Award Interpretation: The key decision impacting the allocation of overtime rates

Understanding and interpreting overtime clauses in modern awards is arguably one of the more complex processes you will deal with when paying your employees. 

Complexities in interpreting penalty rates, overtime and minimum shift engagement clauses have already led to several companies being outed for wage underpayment stories this year. 

Overtime rates are found in most modern awards and have varying rates based on the amount of overtime hours worked by an employee or the circumstances in which the overtime hours are completed.  

For example, in the Hospitality Industry (General) Award, Clerks Private Sector Award, and General Retail Industry Award (GRIA), overtime rates increase after either the first two hours or first three hours of overtime worked. For the purpose of this blog we will look at the GRIA, which contains the following clause:

Here is the clause: GRIA Clause 21.2 (e) – Table 10 – Overtime Rates

The Scenario


One of your store managers usually works Monday from 8am to 12pm. They were asked to come in an hour early and ended up working longer than their rostered shift, meaning they actually worked from 7am to 4pm. 

Your store manager as a result has worked in excess of their guaranteed rostered hours and is now entitled to overtime. You now have a decision to make in regard to allocating overtime rates for the excess hours that have been worked.

 

Key Decision – Do the “first 3 hours” of overtime need to be consecutive?

The visualisation shows two options to this question. 

The key question is do the overtime hours that are worked to form the “first three hours” (150% of ordinary pay rate) need to be worked consecutively or can they be spread across the shift?

Answer A – First three overtime hours can be spread 

This represents your decision that the first three hours of overtime can be spread across the shift. What this means for this scenario is that the one overtime hour worked from 7am to 8am counts toward the “first three hours” of overtime rate. 

Answer B  – First three overtime hours must be consecutive 

Option B represents your decision to treat the first three hours of overtime as consecutive. Meaning that the first three hours rate (150% of ordinary pay rate) in this example, can only count if the hours are consecutive. As a result the overtime hour worked between 7-8am does not contribute to the first three hours in this scenario. 

 

How does this decision impact the allocation of overtime rates?

The second visualisation is important as it demonstrates how your decision impacts the rates applicable to your store manager’s overtime hours, as it highlights the difference in the allocation of overtime rates based on your decision. 

Answer A – First three hours are spread 

You have made the decision that  the first three hours of overtime can be spread.  Therefore this is what the rate allocation should look like. Your store manager will receive a rate of 150% of their ordinary pay rate between 7am to 8am as well as for the two hours after their rostered shift (1pm to 3pm). After 3pm, your store manager is paid at 200% of their ordinary pay rate for until the end of their shift.
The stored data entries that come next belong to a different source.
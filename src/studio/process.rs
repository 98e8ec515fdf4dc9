//! External process runner.
//!
//! Spawns a tool, streams its output line by line into a [`LogSink`] and
//! resolves with a [`ProcessOutcome`]. Nothing here returns an error: a tool
//! that cannot be started resolves `spawn_failed` so callers can treat
//! "missing" and "exited non-zero" through the same path.

use std::collections::{HashMap, VecDeque};
use std::path::PathBuf;
use std::process::Stdio;
use std::time::Duration;

use async_trait::async_trait;
use tokio::io::{AsyncBufReadExt, AsyncRead, BufReader};
use tokio::process::Command;
use tokio::sync::mpsc;
use tokio::time::Instant;
use tokio_util::sync::CancellationToken;

use super::models::LogLevel;

/// How many trailing stdout lines an outcome keeps.
const DEFAULT_TAIL_LINES: usize = 50;

/// How long to keep reading buffered output after the child exits.
const DRAIN_TIMEOUT: Duration = Duration::from_secs(2);

/// Receives each output line as it is produced.
#[async_trait]
pub trait LogSink: Send + Sync {
    async fn emit(&self, level: LogLevel, message: String);
}

/// A fully resolved command line.
#[derive(Debug, Clone, Default, PartialEq)]
pub struct ProcessSpec {
    pub program: String,
    pub args: Vec<String>,
    pub cwd: Option<PathBuf>,
    /// Overlaid on the orchestrator's own environment.
    pub env: HashMap<String, String>,
}

impl ProcessSpec {
    pub fn new(program: impl Into<String>) -> Self {
        Self {
            program: program.into(),
            ..Default::default()
        }
    }

    pub fn arg(mut self, arg: impl Into<String>) -> Self {
        self.args.push(arg.into());
        self
    }
}

#[derive(Debug, Clone, Default, PartialEq)]
pub struct ProcessOutcome {
    pub ok: bool,
    pub exit_code: Option<i32>,
    pub canceled: bool,
    /// The process never started (executable or working directory missing,
    /// permission denied).
    pub spawn_failed: bool,
    pub stdout_tail: Vec<String>,
}

impl ProcessOutcome {
    fn spawn_failure() -> Self {
        Self {
            spawn_failed: true,
            ..Default::default()
        }
    }

    fn canceled() -> Self {
        Self {
            canceled: true,
            ..Default::default()
        }
    }
}

#[derive(Debug, Clone)]
pub struct ProcessRunner {
    kill_grace: Duration,
    tail_lines: usize,
}

impl ProcessRunner {
    pub fn new(kill_grace: Duration) -> Self {
        Self {
            kill_grace,
            tail_lines: DEFAULT_TAIL_LINES,
        }
    }

    /// Run `spec` to completion or until `cancel` fires.
    ///
    /// On cancellation the child receives SIGTERM, then SIGKILL once the
    /// grace period has elapsed.
    pub async fn run(
        &self,
        spec: &ProcessSpec,
        sink: &dyn LogSink,
        cancel: &CancellationToken,
    ) -> ProcessOutcome {
        if cancel.is_cancelled() {
            return ProcessOutcome::canceled();
        }

        let mut cmd = Command::new(&spec.program);
        cmd.args(&spec.args)
            .envs(&spec.env)
            .stdin(Stdio::null())
            .stdout(Stdio::piped())
            .stderr(Stdio::piped())
            .kill_on_drop(true);
        if let Some(ref cwd) = spec.cwd {
            cmd.current_dir(cwd);
        }

        let mut child = match cmd.spawn() {
            Ok(child) => child,
            Err(e) => {
                tracing::debug!(program = %spec.program, error = %e, "spawn failed");
                sink.emit(
                    LogLevel::Error,
                    format!("Failed to start {}: {}", spec.program, e),
                )
                .await;
                return ProcessOutcome::spawn_failure();
            }
        };
        let pid = child.id();

        let (tx, mut rx) = mpsc::channel::<(LogLevel, String)>(256);
        let mut readers = Vec::with_capacity(2);
        if let Some(stdout) = child.stdout.take() {
            readers.push(tokio::spawn(forward_lines(stdout, LogLevel::Info, tx.clone())));
        }
        if let Some(stderr) = child.stderr.take() {
            readers.push(tokio::spawn(forward_lines(stderr, LogLevel::Error, tx.clone())));
        }
        drop(tx);

        let mut tail = VecDeque::with_capacity(self.tail_lines);
        let mut canceled = false;
        let mut kill_at: Option<Instant> = None;

        let status = loop {
            tokio::select! {
                Some((level, line)) = rx.recv() => {
                    self.record(&mut tail, level, &line);
                    sink.emit(level, line).await;
                }
                status = child.wait() => break status,
                _ = cancel.cancelled(), if !canceled => {
                    canceled = true;
                    tracing::debug!(program = %spec.program, ?pid, "terminating on cancel");
                    terminate(pid, &mut child);
                    kill_at = Some(Instant::now() + self.kill_grace);
                }
                _ = sleep_until_opt(kill_at), if kill_at.is_some() => {
                    tracing::debug!(program = %spec.program, ?pid, "grace period elapsed, killing");
                    if let Err(e) = child.start_kill() {
                        tracing::warn!(program = %spec.program, error = %e, "failed to kill process");
                    }
                    kill_at = None;
                }
            }
        };

        // Flush whatever the readers still hold, including a trailing partial line.
        loop {
            match tokio::time::timeout(DRAIN_TIMEOUT, rx.recv()).await {
                Ok(Some((level, line))) => {
                    self.record(&mut tail, level, &line);
                    sink.emit(level, line).await;
                }
                Ok(None) => break,
                Err(_) => {
                    tracing::debug!(program = %spec.program, "output still open after exit");
                    break;
                }
            }
        }
        for reader in readers {
            reader.abort();
        }

        let exit_code = status.as_ref().ok().and_then(|s| s.code());
        if let Err(ref e) = status {
            sink.emit(
                LogLevel::Error,
                format!("Failed to wait for {}: {}", spec.program, e),
            )
            .await;
        }
        let ok = !canceled && status.as_ref().is_ok_and(|s| s.success());

        ProcessOutcome {
            ok,
            exit_code,
            canceled,
            spawn_failed: false,
            stdout_tail: tail.into_iter().collect(),
        }
    }

    fn record(&self, tail: &mut VecDeque<String>, level: LogLevel, line: &str) {
        if level != LogLevel::Info || self.tail_lines == 0 {
            return;
        }
        if tail.len() == self.tail_lines {
            tail.pop_front();
        }
        tail.push_back(line.to_string());
    }
}

impl Default for ProcessRunner {
    fn default() -> Self {
        Self::new(Duration::from_secs(5))
    }
}

/// Read `reader` to EOF, forwarding each line. Invalid UTF-8 is replaced
/// rather than aborting the stream.
async fn forward_lines<R>(reader: R, level: LogLevel, tx: mpsc::Sender<(LogLevel, String)>)
where
    R: AsyncRead + Unpin,
{
    let mut reader = BufReader::new(reader);
    let mut buf = Vec::new();
    loop {
        buf.clear();
        match reader.read_until(b'\n', &mut buf).await {
            Ok(0) => break,
            Ok(_) => {
                let line = String::from_utf8_lossy(&buf);
                let line = line.trim_end_matches(['\n', '\r']).to_string();
                if tx.send((level, line)).await.is_err() {
                    break;
                }
            }
            Err(e) => {
                tracing::debug!(error = %e, "output stream read failed");
                break;
            }
        }
    }
}

#[cfg(unix)]
fn terminate(pid: Option<u32>, child: &mut tokio::process::Child) {
    match pid.and_then(|p| i32::try_from(p).ok()) {
        // SAFETY: kill(2) with a pid we spawned and have not yet reaped.
        Some(pid) => unsafe {
            libc::kill(pid, libc::SIGTERM);
        },
        None => {
            let _ = child.start_kill();
        }
    }
}

#[cfg(not(unix))]
fn terminate(_pid: Option<u32>, child: &mut tokio::process::Child) {
    let _ = child.start_kill();
}

async fn sleep_until_opt(deadline: Option<Instant>) {
    match deadline {
        Some(at) => tokio::time::sleep_until(at).await,
        None => std::future::pending().await,
    }
}


#[cfg(all(test, unix))]
mod tests {
    use super::test_support::{CollectingSink, shell};
    use super::*;

    fn runner() -> ProcessRunner {
        ProcessRunner::new(Duration::from_millis(300))
    }

    #[tokio::test]
    async fn test_stdout_is_info_and_stderr_is_error() {
        let sink = CollectingSink::default();
        let outcome = runner()
            .run(&shell("echo out; echo err >&2"), &sink, &CancellationToken::new())
            .await;
        assert!(outcome.ok);
        assert_eq!(outcome.exit_code, Some(0));
        let lines = sink.lines();
        assert!(lines.contains(&(LogLevel::Info, "out".to_string())));
        assert!(lines.contains(&(LogLevel::Error, "err".to_string())));
        assert_eq!(outcome.stdout_tail, vec!["out".to_string()]);
    }

    #[tokio::test]
    async fn test_partial_last_line_is_flushed_on_exit() {
        let sink = CollectingSink::default();
        let outcome = runner()
            .run(&shell("printf 'first\\nsecond'"), &sink, &CancellationToken::new())
            .await;
        assert!(outcome.ok);
        assert_eq!(sink.messages(), vec!["first", "second"]);
    }

    #[tokio::test]
    async fn test_non_zero_exit_is_not_ok() {
        let sink = CollectingSink::default();
        let outcome = runner()
            .run(&shell("echo working; exit 3"), &sink, &CancellationToken::new())
            .await;
        assert!(!outcome.ok);
        assert!(!outcome.canceled);
        assert!(!outcome.spawn_failed);
        assert_eq!(outcome.exit_code, Some(3));
    }

    #[tokio::test]
    async fn test_spawn_failure_resolves_with_one_error_line() {
        let sink = CollectingSink::default();
        let spec = ProcessSpec::new("/nonexistent/studio-tool");
        let outcome = runner().run(&spec, &sink, &CancellationToken::new()).await;
        assert!(!outcome.ok);
        assert!(outcome.spawn_failed);
        let lines = sink.lines();
        assert_eq!(lines.len(), 1);
        assert_eq!(lines[0].0, LogLevel::Error);
        assert!(lines[0].1.contains("/nonexistent/studio-tool"));
    }

    #[tokio::test]
    async fn test_missing_working_directory_is_a_spawn_failure() {
        let sink = CollectingSink::default();
        let mut spec = shell("echo hi");
        spec.cwd = Some(PathBuf::from("/nonexistent/studio-cwd"));
        let outcome = runner().run(&spec, &sink, &CancellationToken::new()).await;
        assert!(outcome.spawn_failed);
    }

    #[tokio::test]
    async fn test_env_overlay_and_cwd() {
        let dir = tempfile::tempdir().unwrap();
        let sink = CollectingSink::default();
        let mut spec = shell("echo \"$STUDIO_TEST_VALUE\"; pwd");
        spec.env.insert("STUDIO_TEST_VALUE".into(), "overlay".into());
        spec.cwd = Some(dir.path().to_path_buf());
        let outcome = runner().run(&spec, &sink, &CancellationToken::new()).await;
        assert!(outcome.ok);
        let messages = sink.messages();
        assert_eq!(messages[0], "overlay");
        let canonical = dir.path().canonicalize().unwrap();
        assert!(messages[1].ends_with(canonical.file_name().unwrap().to_str().unwrap()));
    }

    #[tokio::test]
    async fn test_cancel_terminates_running_process() {
        let sink = CollectingSink::default();
        let token = CancellationToken::new();
        let trigger = token.clone();
        tokio::spawn(async move {
            tokio::time::sleep(Duration::from_millis(100)).await;
            trigger.cancel();
        });
        let started = std::time::Instant::now();
        let outcome = runner().run(&shell("echo begin; sleep 30"), &sink, &token).await;
        assert!(outcome.canceled);
        assert!(!outcome.ok);
        assert!(started.elapsed() < Duration::from_secs(10));
        assert_eq!(sink.messages(), vec!["begin"]);
    }

    #[tokio::test]
    async fn test_cancel_escalates_to_kill_when_term_is_ignored() {
        let sink = CollectingSink::default();
        let token = CancellationToken::new();
        let trigger = token.clone();
        tokio::spawn(async move {
            tokio::time::sleep(Duration::from_millis(100)).await;
            trigger.cancel();
        });
        let started = std::time::Instant::now();
        let outcome = runner()
            .run(&shell("trap '' TERM; exec sleep 30"), &sink, &token)
            .await;
        assert!(outcome.canceled);
        assert!(started.elapsed() < Duration::from_secs(10));
    }

    #[tokio::test]
    async fn test_already_canceled_token_never_spawns() {
        let sink = CollectingSink::default();
        let token = CancellationToken::new();
        token.cancel();
        let outcome = runner().run(&shell("echo never"), &sink, &token).await;
        assert!(outcome.canceled);
        assert!(sink.lines().is_empty());
    }

    #[tokio::test]
    async fn test_stdout_tail_is_bounded() {
        let sink = CollectingSink::default();
        let mut runner = runner();
        runner.tail_lines = 3;
        let outcome = runner
            .run(&shell("for i in 1 2 3 4 5; do echo $i; done"), &sink, &CancellationToken::new())
            .await;
        assert_eq!(outcome.stdout_tail, vec!["3", "4", "5"]);
    }
}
Answer B  – First three hours are consecutive 

You have decided that the first three hours of overtime need to be consecutive, and therefore  the overtime hour worked by your store manager between 7am and 8am does not contribute. The first three consecutive hours being 1pm to 3pm are paid at 150% of their ordinary pay rate and your store manager would only receive the “after 3 hours” overtime rate of 200% of their ordinary pay rate for one hour only

 

What this means for you


Overtime rate allocation is a great example of how different interpretations of clauses or rates can directly impact the entitlements your employees receive. Working through decisions like these can be complex, however can be achieved and is becoming more prioritised by businesses of all sizes. 

Despite the complexity highlighted in this blog, working through clauses like this in your agreement is possible. Interpreting these clauses in detail will allow you to pay your employees with confidence as well as with proof that you’re maintaining compliance.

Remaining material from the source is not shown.